The Warren campaign (and also the Sanders campaign) faces genuine challenges in projecting its vision; reaching out broadly beyond its core of supporters and even beyond the Democratic base; and explaining the real advantages of its policy agenda, and the net gains this agenda promises to bring to most Americans. Allaying the concerns of ordinary Americans about “freedom of choice,” especially regarding Medicare for All, is part of this challenge. But Ratner is not an ordinary American, and behind his fear-mongering is less a concern about ordinary “freedom of choice” than a concern about the concentrated wealth of the super-rich that he and his Wall Street colleagues manage and share.

This interest needs to be seen for what it is rather than for what it pretends to be.

Rattner concludes by suggesting that there are “many other Democratic hopefuls” who are both wiser and more “electable.” But the truth is that Wall Street is starting to run scared about the viability of Biden’s campaign; Buttigieg remains a novice; and anxious talk by Democratic elites about Bloomberg or Clinton or Kerry entering the race is simply a millionaire fantasy appealing to few outside their class.

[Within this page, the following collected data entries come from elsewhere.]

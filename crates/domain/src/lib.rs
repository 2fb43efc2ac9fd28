//! Domain layer for Wayfinder
//!
//! Contains the geospatial value objects, place and route entities, the
//! navigation state and the pure distance estimator. This layer performs no
//! I/O and defines the ubiquitous language shared by every other crate.

pub mod entities;
pub mod errors;
pub mod estimator;
pub mod value_objects;

pub use entities::*;
pub use errors::DomainError;
pub use estimator::DistanceEstimator;
pub use value_objects::*;
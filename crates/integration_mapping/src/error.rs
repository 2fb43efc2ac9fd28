//! Mapping error types

use domain::TransportMode;
use thiserror::Error;

/// Errors that can occur when talking to mapping backends
#[derive(Debug, Error)]
pub enum MappingError {
    /// Connection to the backend failed
    #[error("Connection failed: {0}")]
    ConnectionFailed(String),

    /// Backend answered with an error status
    #[error("Request failed: {0}")]
    RequestFailed(String),

    /// Response body could not be parsed
    #[error("Parse error: {0}")]
    ParseError(String),

    /// Rate limit exceeded
    #[error("Rate limit exceeded, retry after {retry_after_secs:?} seconds")]
    RateLimitExceeded {
        /// Seconds to wait before retrying (if provided by the backend)
        retry_after_secs: Option<u64>,
    },

    /// Request timeout
    #[error("Request timed out after {timeout_secs} seconds")]
    Timeout {
        /// The timeout duration in seconds
        timeout_secs: u64,
    },

    /// The request was rejected before it was sent
    #[error("Invalid query: {0}")]
    InvalidQuery(String),

    /// The directions backend has no profile for this mode
    #[error("No directions profile for {0}")]
    UnsupportedMode(TransportMode),
}

impl MappingError {
    /// Returns true if this error is retryable
    #[must_use]
    pub const fn is_retryable(&self) -> bool {
        matches!(
            self,
            Self::ConnectionFailed(_)
                | Self::RequestFailed(_)
                | Self::Timeout { .. }
                | Self::RateLimitExceeded { .. }
        )
    }
}

#[cfg(test)]
mod tests {
    use super::*;

    #[test]
    fn test_retryable_errors() {
        assert!(MappingError::ConnectionFailed("refused".to_string()).is_retryable());
        assert!(MappingError::RequestFailed("HTTP 503".to_string()).is_retryable());
        assert!(MappingError::Timeout { timeout_secs: 5 }.is_retryable());
        assert!(
            MappingError::RateLimitExceeded {
                retry_after_secs: Some(30)
            }
            .is_retryable()
        );
    }

    #[test]
    fn test_non_retryable_errors() {
        assert!(!MappingError::ParseError("bad json".to_string()).is_retryable());
        assert!(!MappingError::InvalidQuery("empty".to_string()).is_retryable());
        assert!(!MappingError::UnsupportedMode(TransportMode::Transit).is_retryable());
    }

    #[test]
    fn test_error_display() {
        let err = MappingError::UnsupportedMode(TransportMode::Transit);
        assert!(err.to_string().contains("transit"));

        let err = MappingError::RateLimitExceeded {
            retry_after_secs: Some(60),
        };
        assert!(err.to_string().contains("60"));
    }
}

It is not clear at all there are “many other Democratic hopefuls” amenable to Rattner’s prescriptions. And it is this anxiety that surely fuels his vitriol toward Warren.

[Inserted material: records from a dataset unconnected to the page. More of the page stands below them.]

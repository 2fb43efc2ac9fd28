//! Directions adapter - Implements DirectionsPort using the directions API

use std::sync::Arc;

use application::error::ApplicationError;
use application::ports::DirectionsPort;
use async_trait::async_trait;
use domain::{Route, RouteQuery};
use integration_mapping::{DirectionsClient, HttpDirectionsClient, MappingConfig};
use tracing::{debug, instrument};

use super::map_mapping_error;

/// Adapter for turn-by-turn directions
///
/// A mode the backend has no profile for (transit) is reported as an
/// external service failure, so the route provider degrades to an estimate.
pub struct DirectionsAdapter {
    client: Arc<dyn DirectionsClient>,
}

impl std::fmt::Debug for DirectionsAdapter {
    fn fmt(&self, f: &mut std::fmt::Formatter<'_>) -> std::fmt::Result {
        f.debug_struct("DirectionsAdapter")
            .field("client", &"DirectionsClient")
            .finish()
    }
}

impl DirectionsAdapter {
    /// # Errors
    ///
    /// Returns an error if the HTTP client fails to initialize.
    pub fn new(config: &MappingConfig) -> Result<Self, ApplicationError> {
        let client = HttpDirectionsClient::new(config)
            .map_err(|e| ApplicationError::Configuration(e.to_string()))?;
        Ok(Self::with_client(Arc::new(client)))
    }

    #[must_use]
    pub fn with_client(client: Arc<dyn DirectionsClient>) -> Self {
        Self { client }
    }
}

#[async_trait]
impl DirectionsPort for DirectionsAdapter {
    #[instrument(skip(self, query), fields(mode = %query.transport_mode, waypoints = query.waypoints.len()))]
    async fn directions(&self, query: &RouteQuery) -> Result<Vec<Route>, ApplicationError> {
        let routes = self
            .client
            .directions(query)
            .await
            .map_err(map_mapping_error)?;
        debug!(alternatives = routes.len(), "Directions answered");
        Ok(routes)
    }
}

There are valid questions about the “electability” of Warren, or Sanders — or Biden, or Buttigieg, or any Democrat. The truth is, there is no guarantee that any Democrat will beat Trump in 2020. Worry about this is legitimate. And the only way to allay this worry is to support a vigorous primary contest that is focused on real issues, that takes seriously the need of the Democratic party to creatively and vigorously promote greater justice and democracy, and that takes equally seriously the need to come together behind the primary winner.

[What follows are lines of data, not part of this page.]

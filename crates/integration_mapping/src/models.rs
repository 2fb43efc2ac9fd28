//! Wire models for the mapping backends and their conversion into domain types

use domain::{
    DEFAULT_CATEGORY, GeoLocation, LonLat, Maneuver, PlaceResult, PlaceSource, Route, Step,
    TransportMode, infer_category,
};
use serde::Deserialize;
use tracing::warn;

const METERS_PER_MILE: f64 = 1_609.344;

/// A distance or duration as sent by the search backend
///
/// Either a plain number (meters or seconds) or a display string such as
/// `"~2 km"` or `"~15 min"`.
#[derive(Debug, Clone, Deserialize)]
#[serde(untagged)]
pub(crate) enum RawMeasure {
    Number(f64),
    Text(String),
}

impl RawMeasure {
    pub(crate) fn meters(&self) -> Option<f64> {
        match self {
            Self::Number(n) => finite(*n),
            Self::Text(text) => {
                let (value, unit) = split_measure(text)?;
                let factor = match unit.as_str() {
                    "" | "m" | "meter" | "meters" => 1.0,
                    "km" | "kilometer" | "kilometers" => 1_000.0,
                    "mi" | "mile" | "miles" => METERS_PER_MILE,
                    _ => return None,
                };
                finite(value * factor)
            },
        }
    }

    pub(crate) fn seconds(&self) -> Option<f64> {
        match self {
            Self::Number(n) => finite(*n),
            Self::Text(text) => {
                let (value, unit) = split_measure(text)?;
                let factor = match unit.as_str() {
                    "" | "s" | "sec" | "secs" | "seconds" => 1.0,
                    "min" | "mins" | "minute" | "minutes" => 60.0,
                    "h" | "hr" | "hour" | "hours" => 3_600.0,
                    _ => return None,
                };
                finite(value * factor)
            },
        }
    }
}

fn finite(value: f64) -> Option<f64> {
    (value.is_finite() && value >= 0.0).then_some(value)
}

fn split_measure(text: &str) -> Option<(f64, String)> {
    let text = text.trim().trim_start_matches(['~', '≈']).trim();
    let split = text
        .find(|c: char| !(c.is_ascii_digit() || c == '.' || c == ','))
        .unwrap_or(text.len());
    let value = text[..split].replace(',', ".").parse().ok()?;
    Some((value, text[split..].trim().to_lowercase()))
}

#[derive(Debug, Clone, Deserialize)]
#[serde(untagged)]
pub(crate) enum RawId {
    Text(String),
    Number(i64),
}

impl RawId {
    fn into_string(self) -> String {
        match self {
            Self::Text(text) => text,
            Self::Number(n) => n.to_string(),
        }
    }
}

/// One place from the primary search backend
#[derive(Debug, Clone, Deserialize)]
pub(crate) struct RawSearchPlace {
    #[serde(default)]
    pub id: Option<RawId>,
    pub name: String,
    pub lat: f64,
    pub lon: f64,
    #[serde(default)]
    pub distance: Option<RawMeasure>,
    #[serde(default)]
    pub duration: Option<RawMeasure>,
    #[serde(default, alias = "address")]
    pub place_name: Option<String>,
    #[serde(default)]
    pub category: Option<String>,
    #[serde(default)]
    pub rating: Option<f32>,
    #[serde(default)]
    pub opening_hours: Option<String>,
}

impl RawSearchPlace {
    pub(crate) fn into_place(self, query: &str, mode: TransportMode) -> Option<PlaceResult> {
        let Ok(coordinates) = GeoLocation::new(self.lat, self.lon) else {
            warn!(name = %self.name, lat = self.lat, lon = self.lon, "Skipping place with invalid coordinates");
            return None;
        };

        let id = self
            .id
            .map(RawId::into_string)
            .unwrap_or_else(|| format!("place-{}", coordinates.key_fragment(5)));
        let category = category_or_inferred(self.category, &self.name, query);

        let mut place = PlaceResult::new(id, self.name, coordinates, category, PlaceSource::Primary)
            .with_address(self.place_name.unwrap_or_default())
            .with_travel(
                self.distance.as_ref().and_then(RawMeasure::meters),
                self.duration.as_ref().and_then(RawMeasure::seconds),
                Some(mode),
            );
        place.rating = self.rating.filter(|r| r.is_finite());
        place.opening_hours = self.opening_hours.filter(|h| !h.trim().is_empty());
        Some(place)
    }
}

/// Geocoding response: a feature collection or a bare array of features
#[derive(Debug, Clone, Deserialize)]
#[serde(untagged)]
pub(crate) enum RawGeocodeResponse {
    Collection { features: Vec<RawFeature> },
    Bare(Vec<RawFeature>),
}

impl RawGeocodeResponse {
    pub(crate) fn into_features(self) -> Vec<RawFeature> {
        match self {
            Self::Collection { features } | Self::Bare(features) => features,
        }
    }
}

#[derive(Debug, Clone, Deserialize)]
pub(crate) struct RawFeature {
    #[serde(default)]
    pub id: Option<RawId>,
    #[serde(default)]
    pub text: Option<String>,
    #[serde(default)]
    pub place_name: Option<String>,
    pub center: LonLat,
    #[serde(default)]
    pub properties: Option<RawFeatureProperties>,
}

#[derive(Debug, Clone, Default, Deserialize)]
pub(crate) struct RawFeatureProperties {
    #[serde(default)]
    pub category: Option<String>,
}

impl RawFeature {
    pub(crate) fn into_place(self, query: &str) -> Option<PlaceResult> {
        let [lon, lat] = self.center;
        let Ok(coordinates) = GeoLocation::from_lon_lat(self.center) else {
            warn!(lat, lon, "Skipping feature with invalid center");
            return None;
        };

        let address = self.place_name.unwrap_or_default();
        let name = self
            .text
            .filter(|t| !t.trim().is_empty())
            .or_else(|| address.split(',').next().map(|s| s.trim().to_string()))
            .filter(|t| !t.is_empty())
            .unwrap_or_else(|| query.trim().to_string());
        let id = self
            .id
            .map(RawId::into_string)
            .unwrap_or_else(|| format!("geo-{}", coordinates.key_fragment(5)));
        let category = category_or_inferred(
            self.properties.and_then(|p| p.category),
            &name,
            query,
        );

        Some(
            PlaceResult::new(id, name, coordinates, category, PlaceSource::Geocoder)
                .with_address(address),
        )
    }
}

/// Backend category if it maps to a known one, else inferred from name or query
fn category_or_inferred(raw: Option<String>, name: &str, query: &str) -> String {
    let from_raw = raw
        .as_deref()
        .map(str::trim)
        .filter(|c| !c.is_empty())
        .map(infer_category)
        .filter(|c| *c != DEFAULT_CATEGORY);
    if let Some(category) = from_raw {
        return category.to_string();
    }
    if let Some(raw) = raw.filter(|c| !c.trim().is_empty()) {
        return raw.trim().to_lowercase();
    }
    match infer_category(name) {
        DEFAULT_CATEGORY => infer_category(query).to_string(),
        category => category.to_string(),
    }
}

/// Directions response
#[derive(Debug, Clone, Deserialize)]
pub(crate) struct RawDirectionsResponse {
    #[serde(default)]
    pub code: Option<String>,
    #[serde(default)]
    pub message: Option<String>,
    #[serde(default)]
    pub routes: Vec<RawRoute>,
}

#[derive(Debug, Clone, Deserialize)]
pub(crate) struct RawRoute {
    pub distance: f64,
    pub duration: f64,
    pub geometry: RawGeometry,
    #[serde(default)]
    pub legs: Vec<RawLeg>,
}

#[derive(Debug, Clone, Deserialize)]
pub(crate) struct RawGeometry {
    #[serde(default)]
    pub coordinates: Vec<LonLat>,
}

#[derive(Debug, Clone, Deserialize)]
pub(crate) struct RawLeg {
    #[serde(default)]
    pub steps: Vec<RawStep>,
}

#[derive(Debug, Clone, Deserialize)]
pub(crate) struct RawStep {
    #[serde(default)]
    pub distance: f64,
    #[serde(default)]
    pub duration: f64,
    pub maneuver: RawManeuver,
    #[serde(default)]
    pub name: Option<String>,
}

#[derive(Debug, Clone, Deserialize)]
pub(crate) struct RawManeuver {
    #[serde(rename = "type")]
    pub kind: String,
    #[serde(default)]
    pub modifier: Option<String>,
    #[serde(default)]
    pub instruction: Option<String>,
}

impl RawStep {
    fn into_step(self) -> Step {
        let maneuver = Maneuver::parse(&self.maneuver.kind, self.maneuver.modifier.as_deref());
        let instruction = self
            .maneuver
            .instruction
            .filter(|i| !i.trim().is_empty())
            .unwrap_or_else(|| match self.name.as_deref().map(str::trim) {
                Some(street) if !street.is_empty() => format!("{} on {street}", maneuver.describe()),
                _ => maneuver.describe(),
            });
        Step {
            instruction,
            distance_meters: finite(self.distance).unwrap_or(0.0),
            duration_seconds: finite(self.duration).unwrap_or(0.0),
            maneuver,
        }
    }
}

impl RawRoute {
    pub(crate) fn into_route(self, mode: TransportMode) -> Route {
        let distance_meters = finite(self.distance).unwrap_or(0.0);
        let duration_seconds = finite(self.duration).unwrap_or(0.0);
        let mut legs: Vec<Step> = self
            .legs
            .into_iter()
            .flat_map(|leg| leg.steps)
            .map(RawStep::into_step)
            .collect();
        if legs.is_empty() {
            legs.push(Step {
                instruction: Maneuver::Depart.describe(),
                distance_meters,
                duration_seconds,
                maneuver: Maneuver::Depart,
            });
        }

        Route {
            distance_meters,
            duration_seconds,
            geometry: self.geometry.coordinates,
            legs,
            transport_mode: mode,
            degraded: false,
        }
    }
}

The Medicare for All plans being forwarded by Warren and by Sanders are not above criticism. A few months ago in The Nation, Joshua Holland outlined a range of approaches to universal coverage, including Medicare for All. He considered their relative advantages and disadvantages, and argued that “Democrats Need Litmus Tests on Health Care, But that doesn’t necessarily mean Medicare for All.” Back in January, Vox ran a similar piece, centered on an interview with Yale’s Jacob Hacker, a recognized expert on health reform. There are legitimate questions to be posed — regarding popularity, policy implementation, and legislative viability — about Medicare for All. But Rattner is doing something else entirely. He is dismissing the very notion that progressive reform is necessary, and doing so in the name of his own narrow and self-serving conception of economics. He writes about “our economy.” But what really concerns him is his economy.

The concerns of ordinary voters have a legitimate claim on the attention of all Democratic candidates. The fears of the Steve Rattner’s of the world do not. And candidates that cater to Rattner’s fears, either because they want his money or because they believe in the Platonic wisdom of his banker brethren, will be making a Faustian bargain that is not likely to benefit either the Democratic party or the people it claims to represent.

Jeffrey C. Isaac is James H. Rudy Professor of Political Science at Indiana University, Bloomington.